What is expected:
The answer must be every line below that holds the word "Paused".

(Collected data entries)
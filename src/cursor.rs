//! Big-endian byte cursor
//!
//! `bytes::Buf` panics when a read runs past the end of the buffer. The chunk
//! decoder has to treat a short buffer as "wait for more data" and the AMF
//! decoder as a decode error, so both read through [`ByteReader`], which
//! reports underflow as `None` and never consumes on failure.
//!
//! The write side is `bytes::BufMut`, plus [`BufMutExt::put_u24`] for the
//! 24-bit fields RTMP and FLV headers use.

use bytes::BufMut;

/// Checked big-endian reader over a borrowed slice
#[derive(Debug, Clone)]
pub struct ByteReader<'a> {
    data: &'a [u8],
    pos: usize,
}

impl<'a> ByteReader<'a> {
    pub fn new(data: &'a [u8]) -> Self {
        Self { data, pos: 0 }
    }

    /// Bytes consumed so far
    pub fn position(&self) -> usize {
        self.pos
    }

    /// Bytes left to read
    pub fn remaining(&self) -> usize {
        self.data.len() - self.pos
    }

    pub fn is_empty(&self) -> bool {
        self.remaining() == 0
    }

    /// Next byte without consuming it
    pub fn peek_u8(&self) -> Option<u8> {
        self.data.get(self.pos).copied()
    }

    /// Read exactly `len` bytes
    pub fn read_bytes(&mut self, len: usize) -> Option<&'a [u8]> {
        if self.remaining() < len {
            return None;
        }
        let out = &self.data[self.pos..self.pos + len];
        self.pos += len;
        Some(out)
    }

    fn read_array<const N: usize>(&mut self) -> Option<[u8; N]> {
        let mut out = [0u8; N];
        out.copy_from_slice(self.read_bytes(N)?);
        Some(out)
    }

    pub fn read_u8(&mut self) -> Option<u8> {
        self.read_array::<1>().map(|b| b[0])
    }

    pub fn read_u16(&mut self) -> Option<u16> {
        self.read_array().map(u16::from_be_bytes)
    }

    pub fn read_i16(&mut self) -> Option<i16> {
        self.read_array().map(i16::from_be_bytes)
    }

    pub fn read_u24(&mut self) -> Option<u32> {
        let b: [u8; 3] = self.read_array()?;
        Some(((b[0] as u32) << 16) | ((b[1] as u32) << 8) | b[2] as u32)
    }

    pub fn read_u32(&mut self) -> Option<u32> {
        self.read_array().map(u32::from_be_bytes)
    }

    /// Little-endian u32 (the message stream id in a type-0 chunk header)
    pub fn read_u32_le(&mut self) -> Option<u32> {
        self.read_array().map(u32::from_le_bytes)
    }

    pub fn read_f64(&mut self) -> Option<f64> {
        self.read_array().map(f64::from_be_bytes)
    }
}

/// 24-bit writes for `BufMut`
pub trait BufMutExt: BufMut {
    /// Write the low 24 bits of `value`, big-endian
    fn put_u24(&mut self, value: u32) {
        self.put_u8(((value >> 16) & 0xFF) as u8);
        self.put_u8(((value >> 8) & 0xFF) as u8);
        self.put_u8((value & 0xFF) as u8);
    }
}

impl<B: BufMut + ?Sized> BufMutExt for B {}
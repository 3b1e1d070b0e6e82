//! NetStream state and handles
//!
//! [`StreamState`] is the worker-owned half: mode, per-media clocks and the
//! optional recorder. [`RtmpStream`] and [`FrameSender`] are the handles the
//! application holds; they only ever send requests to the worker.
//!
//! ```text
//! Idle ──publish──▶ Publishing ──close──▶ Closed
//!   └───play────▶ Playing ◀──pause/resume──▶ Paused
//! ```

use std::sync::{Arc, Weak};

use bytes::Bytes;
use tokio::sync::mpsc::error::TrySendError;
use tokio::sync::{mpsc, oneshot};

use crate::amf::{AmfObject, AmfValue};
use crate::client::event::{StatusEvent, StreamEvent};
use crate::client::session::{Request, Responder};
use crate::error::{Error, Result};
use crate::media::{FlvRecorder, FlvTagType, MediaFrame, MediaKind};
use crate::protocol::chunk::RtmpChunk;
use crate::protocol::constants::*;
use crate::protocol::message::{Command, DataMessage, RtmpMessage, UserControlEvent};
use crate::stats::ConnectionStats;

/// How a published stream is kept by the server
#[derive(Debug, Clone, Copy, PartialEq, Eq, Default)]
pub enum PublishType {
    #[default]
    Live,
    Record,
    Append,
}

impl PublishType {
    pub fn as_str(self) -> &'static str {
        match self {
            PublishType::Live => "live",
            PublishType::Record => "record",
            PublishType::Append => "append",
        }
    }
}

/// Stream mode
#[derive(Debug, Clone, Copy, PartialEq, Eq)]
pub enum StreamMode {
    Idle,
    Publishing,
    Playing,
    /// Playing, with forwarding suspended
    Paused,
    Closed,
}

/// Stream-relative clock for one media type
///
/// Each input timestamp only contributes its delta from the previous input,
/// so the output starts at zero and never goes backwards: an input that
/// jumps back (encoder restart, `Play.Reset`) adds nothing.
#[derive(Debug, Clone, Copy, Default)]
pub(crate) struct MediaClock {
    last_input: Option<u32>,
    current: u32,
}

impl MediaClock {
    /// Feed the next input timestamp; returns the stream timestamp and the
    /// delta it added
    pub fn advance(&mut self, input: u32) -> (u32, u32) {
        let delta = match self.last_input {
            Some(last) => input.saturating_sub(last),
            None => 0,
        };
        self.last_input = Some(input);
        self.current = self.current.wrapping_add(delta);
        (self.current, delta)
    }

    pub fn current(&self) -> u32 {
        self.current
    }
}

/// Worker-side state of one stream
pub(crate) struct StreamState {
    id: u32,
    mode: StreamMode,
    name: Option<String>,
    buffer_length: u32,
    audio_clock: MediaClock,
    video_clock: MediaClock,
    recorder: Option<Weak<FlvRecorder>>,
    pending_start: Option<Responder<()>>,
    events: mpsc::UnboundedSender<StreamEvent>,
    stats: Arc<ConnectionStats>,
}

Task answer:
//!   └───play────▶ Playing ◀──pause/resume──▶ Paused
    Paused,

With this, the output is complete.